A better dad than I am

Like all dads, I make my fair share of mistakes. I try my best with my kids, but I am quite far from perfect. But despite my imperfect parenting, I think I’m a pretty good father.

I believe I communicate my love to my kids pretty well. They all know that I love them deeply and would drop everything to be there for them in a moment’s notice. They all know that I am proud of who they are and that no matter how big the mistakes they make, they will never, ever be rejected by me. My commitment to them is utter. They may intentionally cause me pain on occasion and I may react to it, but I will never turn my back on them. I tell them I love them on a regular basis and I gaze on them with joy, listening to and soaking in their accomplishments and dreams. I ache over their sorrows and struggles.

I expect nothing less than that as a father. This is simply what fathers do and I would be a disappointment to myself if I felt less deeply and loved less practically. And I hope my kids expect this of me as well, because I want them to live in the comfort of knowing my endless commitment to them.

My kids are the greatest part of me. They are my highest pleasure. They are the living, breathing love of my wife and me.

But it occurred to me recently that for some strange reason, I don’t expect God to love me so deeply and endlessly as I love my kids. I realized that I think of myself as a better father than the Father.

Theologically, I don’t believe I’m a better father than God.
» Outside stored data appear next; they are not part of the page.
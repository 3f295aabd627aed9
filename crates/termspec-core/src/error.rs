//! Error types for the terminology reference pipeline.
//!
//! All public functions in `termspec-core` return [`Result<T>`] so callers get a
//! single error type to match on. Fatal configuration errors
//! ([`Error::ManifestMissing`], [`Error::ManifestInvalid`],
//! [`Error::OutputPathUnwritable`]) should abort the build; everything else the
//! pipeline can encounter (a remote spec being unreachable, a malformed tag) is
//! recorded as a [`crate::findings::Finding`] instead of being propagated as an
//! `Error` -- see `findings.rs` for the non-fatal path.

use thiserror::Error;

/// The error type for `termspec-core` operations.
#[derive(Error, Debug)]
pub enum Error {
    /// Filesystem operation failed (reading manifest, terminology files, writing output).
    #[error("IO error: {0}")]
    Io(#[from] std::io::Error),

    /// A network request to a remote specification failed outright (not to be confused
    /// with a per-term miss, which is recorded as a non-fatal finding).
    #[error("network error: {0}")]
    Network(#[from] reqwest::Error),

    /// The project manifest file does not exist at the expected path.
    #[error("manifest not found at {0}")]
    ManifestMissing(String),

    /// The project manifest exists but failed to parse, or is missing required fields.
    #[error("manifest invalid: {0}")]
    ManifestInvalid(String),

    /// The configured output directory could not be created or written to.
    #[error("output path unwritable: {0}")]
    OutputPathUnwritable(String),

    /// A `[[...]]` tag could not be parsed.
    #[error("malformed tag: {0}")]
    TagMalformed(String),

    /// Reading or writing the persistent reference store failed.
    #[error("reference store error: {0}")]
    Store(String),

    /// JSON (de)serialization failed.
    #[error("serialization error: {0}")]
    Serialization(String),

    /// The Markdown rendering pipeline failed in a way that cannot be recovered from.
    #[error("render error: {0}")]
    Render(String),
}

impl From<serde_json::Error> for Error {
    fn from(err: serde_json::Error) -> Self {
        Self::Serialization(err.to_string())
    }
}

impl Error {
    /// Whether a caller could plausibly retry the operation that produced
    /// this error and expect a different outcome. Network timeouts and
    /// connection failures are recoverable; a missing or malformed manifest
    /// is not -- retrying without fixing the underlying file changes nothing.
    #[must_use]
    pub fn is_recoverable(&self) -> bool {
        match self {
            Self::Network(e) => e.is_timeout() || e.is_connect(),
            Self::Io(e) => matches!(
                e.kind(),
                std::io::ErrorKind::TimedOut | std::io::ErrorKind::Interrupted
            ),
            _ => false,
        }
    }

    /// Returns a short, stable category label, useful for grouping in logs.
    #[must_use]
    pub const fn category(&self) -> &'static str {
        match self {
            Self::Io(_) => "io",
            Self::Network(_) => "network",
            Self::ManifestMissing(_) => "manifest_missing",
            Self::ManifestInvalid(_) => "manifest_invalid",
            Self::OutputPathUnwritable(_) => "output_path_unwritable",
            Self::TagMalformed(_) => "tag_malformed",
            Self::Store(_) => "store",
            Self::Serialization(_) => "serialization",
            Self::Render(_) => "render",
        }
    }
}

/// Convenience alias used throughout `termspec-core`.
pub type Result<T> = std::result::Result<T, Error>;

#[cfg(test)]
mod tests {
    use super::*;

    #[test]
    fn category_is_stable_per_variant() {
        assert_eq!(Error::ManifestMissing("x".into()).category(), "manifest_missing");
        assert_eq!(Error::TagMalformed("x".into()).category(), "tag_malformed");
        assert_eq!(Error::Store("x".into()).category(), "store");
    }

    #[test]
    fn display_includes_message() {
        let err = Error::ManifestInvalid("specs array is empty".to_string());
        assert!(err.to_string().contains("specs array is empty"));
    }

    #[test]
    fn manifest_errors_are_not_recoverable() {
        assert!(!Error::ManifestMissing("x".into()).is_recoverable());
        assert!(!Error::ManifestInvalid("x".into()).is_recoverable());
    }

    #[test]
    fn timed_out_io_error_is_recoverable() {
        let io = std::io::Error::new(std::io::ErrorKind::TimedOut, "slow disk");
        assert!(Error::Io(io).is_recoverable());
    }
}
But in the way I relate to God, I expect far less love from him than I expect from myself toward my kids.

I know that God isn’t just a better me than me, which is how so many people think of God (far too often we think of God as just our best traits multiplied and our bad traits minimized). Even so, I know that my love of my children is but a fraction of God’s love of me and the rest of his children. And yet, there is a part of me that doesn’t believe it.

There is a very real part of me that expects God to be disappointed in me, shaking his head slowly from side to side. There is a very real part of me that still hides from God like Adam and Eve, trying to cover my shame when I know that he wants to cover me himself. There is a very real part of me that believes I haven’t worked hard enough, prayed often enough, read the Bible enough, shared my faith enough. I know that there is no earning the love and favor of God. I’ve never really tried to do that.
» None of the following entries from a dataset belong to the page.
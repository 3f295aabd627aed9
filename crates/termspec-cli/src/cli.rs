//! Command-line surface (spec.md section 6).

use std::path::PathBuf;

use clap::{Parser, Subcommand, ValueEnum};

/// Builds a self-contained HTML specification document with cross-document
/// terminology resolution.
#[derive(Debug, Parser)]
#[command(name = "termspec", version, about)]
pub struct Cli {
    #[command(subcommand)]
    pub command: Command,

    /// Increases log verbosity; repeat for more detail (`-v`, `-vv`).
    #[arg(short, long, global = true, action = clap::ArgAction::Count)]
    pub verbose: u8,

    /// Suppresses all but warning and error logs.
    #[arg(short, long, global = true, conflicts_with = "verbose")]
    pub quiet: bool,
}

/// Output format for the `build` subcommand's summary.
#[derive(Debug, Clone, Copy, PartialEq, Eq, ValueEnum)]
pub enum OutputFormat {
    /// Human-readable, colorized text.
    Text,
    /// Machine-readable JSON on stdout.
    Json,
}

#[derive(Debug, Subcommand)]
pub enum Command {
    /// Builds the HTML specification document.
    Build {
        /// Directory containing `specs.json`; defaults to the current directory.
        #[arg(long, value_name = "PATH")]
        manifest: Option<PathBuf>,

        /// Skips contacting external specifications; uses only the cached store.
        #[arg(long)]
        no_fetch: bool,

        /// Output format for the build summary.
        #[arg(long, value_enum, default_value_t = OutputFormat::Text)]
        format: OutputFormat,
    },
    /// Runs the full pipeline without fetching remotes or writing output,
    /// reporting findings only.
    Validate {
        /// Directory containing `specs.json`; defaults to the current directory.
        #[arg(long, value_name = "PATH")]
        manifest: Option<PathBuf>,
    },
    /// Deletes the persisted reference store and history snapshots.
    CleanCache {
        /// Directory containing `specs.json`; defaults to the current directory.
        #[arg(long, value_name = "PATH")]
        manifest: Option<PathBuf>,
    },
}

#[cfg(test)]
mod tests {
    use super::*;

    #[test]
    fn build_defaults_to_text_format_and_fetches() {
        let cli = Cli::parse_from(["termspec", "build"]);
        match cli.command {
            Command::Build { no_fetch, format, manifest } => {
                assert!(!no_fetch);
                assert_eq!(format, OutputFormat::Text);
                assert!(manifest.is_none());
            }
            _ => panic!("expected Build"),
        }
    }

    #[test]
    fn verbose_and_quiet_are_mutually_exclusive() {
        let result = Cli::try_parse_from(["termspec", "-v", "-q", "build"]);
        assert!(result.is_err());
    }

    #[test]
    fn parses_json_format_flag() {
        let cli = Cli::parse_from(["termspec", "build", "--format", "json"]);
        match cli.command {
            Command::Build { format, .. } => assert_eq!(format, OutputFormat::Json),
            _ => panic!("expected Build"),
        }
    }
}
What it is is this: I impose my unhappiness with myself on God.

I disappoint myself and then I multiply that, believing that my disappointment is a fraction of God’s disappointment. Again, this isn’t front of mind stuff. This is what goes on in the hidden recesses of my soul.

But then I encounter those amazing biblical words emeth and chesed, which we translate as truth/faithfulness/integrity and mercy/lovingkindness. These beautiful Hebrew words together describe the Father’s heart toward his children. They express the depth of his covenant loyalty toward us, the down in the gut commitment he has toward those he has tied himself to with eternal bonds of love.

Does God shake his head at me? Of course, he does. All fathers do. But I know he does so more out of humor than out of frustration. And those frustrated shakes are so temporary, quickly replaced by not-so-temporary emeth and chesed, those eternal qualities of his relationship with me, with us.

I am a good dad. But God, he is a better dad than I am.